Страшно бывает всем. Вопрос: что с этим делать?

Сердце бешено колотится, дыхание через раз, все тело трясет, зубы стучат мелкой дрожью, не могу пошевелиться... Вот такой он, физиологический ответ организма на реакцию страха. Такое и с подобной силой мне пришлось испытать только один раз в жизни, когда много лет назад ночью на территорию лагеря нашей маленькой туристической группы в Уральском предгорье неожиданно вторглась незнакомая группа людей.

Они начали шумно дебоширить в районе нашего костровища, что-то выкрикивая не очень трезвыми голосами. Никто из нас тогда не вышел из палатки, а незваные гости ушли так же неожиданно, как и появились, и все закончилось вполне благополучно. Однако эмоция страха глубоко впечаталась в мой опыт, и это точно было про страх за жизнь как таковую.
В ситуациях, угрожающих жизни, часто верна одна реакция – бежать. В повседневности же экстремальных случаев может быть не так много. И всё же моментов, активизирующих не очень интенсивный, но неприятный страх, может быть сколько угодно.
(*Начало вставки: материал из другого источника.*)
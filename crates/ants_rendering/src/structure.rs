//! # Structure Renderer
//!
//! Turns a height (0-100) into a fortification or barrier drawn from a
//! handful of patterns per column.
//!
//! ## Line Model
//!
//! A structure `rows` tiles high is `8 * rows` scanlines, top to bottom:
//!
//! ```text
//!   peak_offset   transparent, background shows through
//!   peak          bottom lines of the two stacked peak tiles
//!   body          `height * 4 / 5` lines, repeating every 8
//!   ground        footing lines, then transparent grass lines
//! ```
//!
//! Peak and ground always add up to 16 lines, so
//! `rows = 2 + ceil(pixels / 8)` and `peak_offset = (8 - pixels % 8) % 8`.
//!
//! ## Fragments
//!
//! Tiles holding peak lines get their own pattern. Every full body tile
//! shares one pattern. The last tile, when it holds no peak, is the base.
//! At height 0 there is no body, and every tile counts as peak.
//! Transparent pixels of every pattern are filled from the background tile
//! at the pattern's first screen position.

use ants_shared::constants::{
    BARRIER_COLUMNS, BARRIER_FRAGMENTS, BARRIER_X_TILE, FORTIFICATION_COLUMNS,
    FORTIFICATION_FRAGMENTS, FORTIFICATION_X_TILE, PATTERN_BARRIER_BUFFER,
    PATTERN_FORTIFICATION_BUFFER, STRUCTURE_ROWS, STRUCTURE_TOP_ROW,
};
use ants_core::SlotRange;
use ants_shared::tile::PATTERN_LINES;
use ants_shared::{Pattern, Player, TileEntry};

use crate::assets::{AssetProvider, StructureArt, StructureAsset};
use crate::vdp::Vdp;

/// Heights above this are drawn at this height.
pub const MAX_STRUCTURE_HEIGHT: u16 = 100;

/// Peak plus ground lines, for every kind.
const FIXED_LINES: usize = 16;

const MAX_PATTERNS: usize = FORTIFICATION_COLUMNS * FORTIFICATION_FRAGMENTS;
const MAX_MAP: usize = FORTIFICATION_COLUMNS * STRUCTURE_ROWS;

/// Which structure.
#[derive(Clone, Copy, Debug, PartialEq, Eq, Hash)]
pub enum StructureKind {
    /// Six columns wide, tracks the castle counter.
    Fortification,
    /// One column wide, tracks the fence counter.
    Barrier,
}

impl StructureKind {
    /// Scanlines of peak art.
    #[inline]
    #[must_use]
    pub const fn peak_lines(self) -> usize {
        match self {
            Self::Fortification => 13,
            Self::Barrier => 8,
        }
    }

    /// Scanlines under the body: footing plus grass.
    #[inline]
    #[must_use]
    pub const fn ground_lines(self) -> usize {
        FIXED_LINES - self.peak_lines()
    }

    /// Ground scanlines drawn from the footing art. The rest are grass.
    #[inline]
    #[must_use]
    pub const fn footing_lines(self) -> usize {
        match self {
            Self::Fortification => 0,
            Self::Barrier => 5,
        }
    }

    /// Tile columns.
    #[inline]
    #[must_use]
    pub const fn columns(self) -> usize {
        match self {
            Self::Fortification => FORTIFICATION_COLUMNS,
            Self::Barrier => BARRIER_COLUMNS,
        }
    }

    /// Pattern budget per column.
    #[inline]
    #[must_use]
    pub const fn fragments(self) -> usize {
        match self {
            Self::Fortification => FORTIFICATION_FRAGMENTS,
            Self::Barrier => BARRIER_FRAGMENTS,
        }
    }

    /// Leftmost screen column for a player.
    #[inline]
    #[must_use]
    pub const fn x_tile(self, player: Player) -> usize {
        match self {
            Self::Fortification => FORTIFICATION_X_TILE[player.index()],
            Self::Barrier => BARRIER_X_TILE[player.index()],
        }
    }

    /// Pattern range reserved for a player.
    #[must_use]
    pub const fn buffer(self, player: Player) -> SlotRange {
        let len = (self.columns() * self.fragments()) as u16;
        let base = match self {
            Self::Fortification => PATTERN_FORTIFICATION_BUFFER,
            Self::Barrier => PATTERN_BARRIER_BUFFER,
        };
        SlotRange::new(base + player.index() as u16 * len, len)
    }

    fn art_id(self, player: Player, column: usize) -> StructureAsset {
        match self {
            Self::Fortification => StructureAsset::Fortification { player, column },
            Self::Barrier => StructureAsset::Barrier(player),
        }
    }
}

/// Geometry of a structure at one height.
#[derive(Clone, Copy, Debug, PartialEq, Eq)]
pub struct StructureDescriptor {
    /// Height after clamping.
    pub height: u16,
    /// Body scanlines.
    pub pixels: usize,
    /// Tile rows spanned.
    pub rows: usize,
    /// First scanline of the peak, within the top tile.
    pub peak_offset: usize,
    /// Tiles holding peak lines.
    pub peak_tiles: usize,
    /// Full body tiles, all sharing one pattern.
    pub body_rows: usize,
    /// Whether the last tile is a base tile.
    pub base: bool,
    /// Body scanlines in the base tile.
    pub base_body_lines: usize,
    /// Distinct patterns per column.
    pub fragments: usize,
}

impl StructureDescriptor {
    /// Derives the geometry for `height`, clamped to 100.
    #[must_use]
    pub fn new(kind: StructureKind, height: u16) -> Self {
        let height = height.min(MAX_STRUCTURE_HEIGHT);
        let pixels = height as usize * 4 / 5;
        let rows = 2 + pixels.div_ceil(8);
        let peak_offset = (8 - pixels % 8) % 8;
        // With no body every tile carries peak art, so there is no base.
        let peak_tiles = if pixels == 0 {
            rows
        } else {
            (peak_offset + kind.peak_lines()).div_ceil(8)
        };

        let rest = rows - peak_tiles;
        let base = rest > 0;
        let body_rows = rest.saturating_sub(1);
        let fragments = peak_tiles + usize::from(body_rows > 0) + usize::from(base);

        Self {
            height,
            pixels,
            rows,
            peak_offset,
            peak_tiles,
            body_rows,
            base,
            base_body_lines: if base { 8 - kind.ground_lines() } else { 0 },
            fragments,
        }
    }

    /// Pattern slot, within the column, used by tile `t` (0 = top).
    #[must_use]
    pub fn fragment_of(&self, tile: usize) -> usize {
        if tile < self.peak_tiles {
            tile
        } else if self.base && tile == self.rows - 1 {
            self.peak_tiles + usize::from(self.body_rows > 0)
        } else {
            self.peak_tiles
        }
    }

    /// Screen row of the top tile.
    #[inline]
    #[must_use]
    pub fn top_row(&self) -> usize {
        STRUCTURE_TOP_ROW + STRUCTURE_ROWS - self.rows
    }
}

/// Patterns and tile map for one player's structure.
#[derive(Clone, Debug)]
pub struct StructureImage {
    kind: StructureKind,
    player: Player,
    descriptor: StructureDescriptor,
    patterns: [Pattern; MAX_PATTERNS],
    map: [TileEntry; MAX_MAP],
}

impl StructureImage {
    /// Composes the structure for `height`.
    #[must_use]
    pub fn compose<A: AssetProvider + ?Sized>(
        assets: &A,
        kind: StructureKind,
        player: Player,
        height: u16,
    ) -> Self {
        let descriptor = StructureDescriptor::new(kind, height);
        let buffer = kind.buffer(player);
        let columns = kind.columns();
        let x0 = kind.x_tile(player);
        let first_row = STRUCTURE_ROWS - descriptor.rows;

        let mut patterns = [Pattern::BLANK; MAX_PATTERNS];
        let mut map = [TileEntry::BLANK; MAX_MAP];

        for col in 0..columns {
            let art = assets.structure(kind.art_id(player, col));
            let x = x0 + col;
            let column_patterns = &mut patterns[col * kind.fragments()..(col + 1) * kind.fragments()];
            let mut composed = [false; FORTIFICATION_FRAGMENTS];

            for row in 0..STRUCTURE_ROWS {
                let y = STRUCTURE_TOP_ROW + row;
                map[row * columns + col] = if row < first_row {
                    assets.background_entry(x, y)
                } else {
                    let tile = row - first_row;
                    let fragment = descriptor.fragment_of(tile);
                    if !composed[fragment] {
                        let pattern = &mut column_patterns[fragment];
                        draw_tile(pattern, kind, &descriptor, art, tile);
                        pattern.fill_transparent_from(&assets.background_pattern(x, y));
                        composed[fragment] = true;
                    }
                    TileEntry::new(buffer.at(col * kind.fragments() + fragment))
                };
            }
        }

        Self {
            kind,
            player,
            descriptor,
            patterns,
            map,
        }
    }

    /// Geometry used.
    #[inline]
    #[must_use]
    pub fn descriptor(&self) -> &StructureDescriptor {
        &self.descriptor
    }

    /// Pattern payload, column-major, unused fragments blank.
    #[must_use]
    pub fn patterns(&self) -> &[Pattern] {
        &self.patterns[..self.kind.columns() * self.kind.fragments()]
    }

    /// Tile map block, row-major, `columns` wide and 12 rows high.
    #[must_use]
    pub fn map(&self) -> &[TileEntry] {
        &self.map[..self.kind.columns() * STRUCTURE_ROWS]
    }

    /// Writes patterns and map into VRAM.
    pub fn write(&self, vdp: &mut Vdp) {
        vdp.set_tile_area(
            self.kind.x_tile(self.player),
            STRUCTURE_TOP_ROW,
            self.kind.columns(),
            self.map(),
        );
        vdp.upload_patterns(self.kind.buffer(self.player).base(), self.patterns());
    }
}

/// Draws the opaque part of tile `tile`; transparent lines stay zero.
fn draw_tile(
    pattern: &mut Pattern,
    kind: StructureKind,
    d: &StructureDescriptor,
    art: &StructureArt,
    tile: usize,
) {
    let peak_end = d.peak_offset + kind.peak_lines();
    let body_end = peak_end + d.pixels;
    let peak_source = FIXED_LINES - kind.peak_lines();

    for y in 0..PATTERN_LINES {
        let line = tile * PATTERN_LINES + y;
        let planes = if line < d.peak_offset {
            None
        } else if line < peak_end {
            let s = peak_source + line - d.peak_offset;
            Some(art.peak[s / PATTERN_LINES].line(s % PATTERN_LINES))
        } else if line < body_end {
            Some(art.body.line(line % PATTERN_LINES))
        } else if line - body_end < kind.footing_lines() {
            Some(art.footing.line(line - body_end))
        } else {
            None
        };
        if let Some(planes) = planes {
            pattern.set_line(y, planes);
        }
    }
}

/// Change-detected structure renderer for both players.
#[derive(Debug)]
pub struct StructureRenderer {
    kind: StructureKind,
    committed: [Option<u16>; 2],
}

impl StructureRenderer {
    /// Creates a renderer that has drawn nothing yet.
    #[must_use]
    pub const fn new(kind: StructureKind) -> Self {
        Self {
            kind,
            committed: [None, None],
        }
    }

    /// Structure drawn by this renderer.
    #[inline]
    #[must_use]
    pub const fn kind(&self) -> StructureKind {
        self.kind
    }

    /// Height currently on screen for a player.
    #[inline]
    #[must_use]
    pub fn committed(&self, player: Player) -> Option<u16> {
        self.committed[player.index()]
    }

    /// Draws `height` for `player` unless it is already on screen.
    ///
    /// The structure gets a vertical blank of its own: pending writes are
    /// flushed first, then the new patterns and map are presented together.
    /// Returns true if anything was drawn.
    pub fn render<A: AssetProvider + ?Sized>(
        &mut self,
        vdp: &mut Vdp,
        assets: &A,
        player: Player,
        height: u16,
    ) -> bool {
        let height = height.min(MAX_STRUCTURE_HEIGHT);
        if self.committed[player.index()] == Some(height) {
            return false;
        }

        let image = StructureImage::compose(assets, self.kind, player, height);
        if vdp.back().pending_bytes() > 0 {
            vdp.wait_for_vblank();
        }
        image.write(vdp);
        vdp.wait_for_vblank();

        tracing::debug!(
            kind = ?self.kind,
            ?player,
            height,
            rows = image.descriptor().rows,
            fragments = image.descriptor().fragments,
            "structure rendered"
        );
        self.committed[player.index()] = Some(height);
        true
    }

    /// Renders both players. Returns how many were drawn.
    pub fn render_all<A: AssetProvider + ?Sized>(
        &mut self,
        vdp: &mut Vdp,
        assets: &A,
        heights: [u16; 2],
    ) -> usize {
        Player::ALL
            .iter()
            .filter(|&&p| self.render(vdp, assets, p, heights[p.index()]))
            .count()
    }

    /// Forgets what is on screen, forcing the next render.
    pub fn reset(&mut self) {
        self.committed = [None, None];
    }
}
Просто они, эти страхи, в нашем относительно цивилизованном сообществе, перемещаются больше в область взаимодействия между людьми: боюсь, что будут смеяться, боюсь, будут осуждать, а еще хуже – за спиной, боюсь, что не оправдаю ожиданий, боюсь, что обидятся, если что-то скажу/сделаю/не скажу/не сделаю и так далее (каждый может продолжить список).

Однако, и в этих случаях иногда начинает казаться, что единственно верная реакция – бежать. Попробуем остановиться. Вот, например, выступление на публике. Чем тут не страх? Очень даже страх. Я, например, всегда ощущаю его перед выступлением, сколько бы раз ни выходила к аудитории: и тремор, и учащенное сердцебиение, и прерывистое дыхание, и ватные ноги – все со мной. Просто теперь это не так интенсивно, и отношусь я к своему страху как пусть и не к очень приятному, но все же очень старому знакомому.

Что изменилось за годы? Теперь, когда распознаю страх в себе, знаю, что мне с ним делать: я у своего страха кое-чему научилась. Поделюсь. Вдруг пригодится.

Во-первых, я его не гоню. Это просто бесполезно: только бессмысленно потрачу на это так нужную мне сейчас энергию.

Во-вторых, я прислушиваюсь к нему и пытаюсь понять, что он мне хочет сказать. Обычно мгновенного мониторинга хватает, чтобы осознать: ситуация точно не угрожает жизни и здоровью. Страх мне говорит: если аудитория новая, незнакомая, я могу постараться что-то узнать о людях заранее. А когда есть возможность – могу и пригласить хороших знакомых послушать и поддержать. Еще важно просто смотреть на людей, видеть их, осознавать: они пришли, потому что тема их чем-то привлекла и, в общем-то, они доброжелательно настроены.

Следующее сообщение, которое передает страх, – о том, что мне важно достаточно хорошо подготовиться. Страх вообще помогает (если он не зашкаливает) сконцентрироваться на решении важных на тот момент задач, так как сужает область восприятия до этих задач. Для меня это – выстроенная структура выступления и четкое понимание, как связаны между собой разные блоки.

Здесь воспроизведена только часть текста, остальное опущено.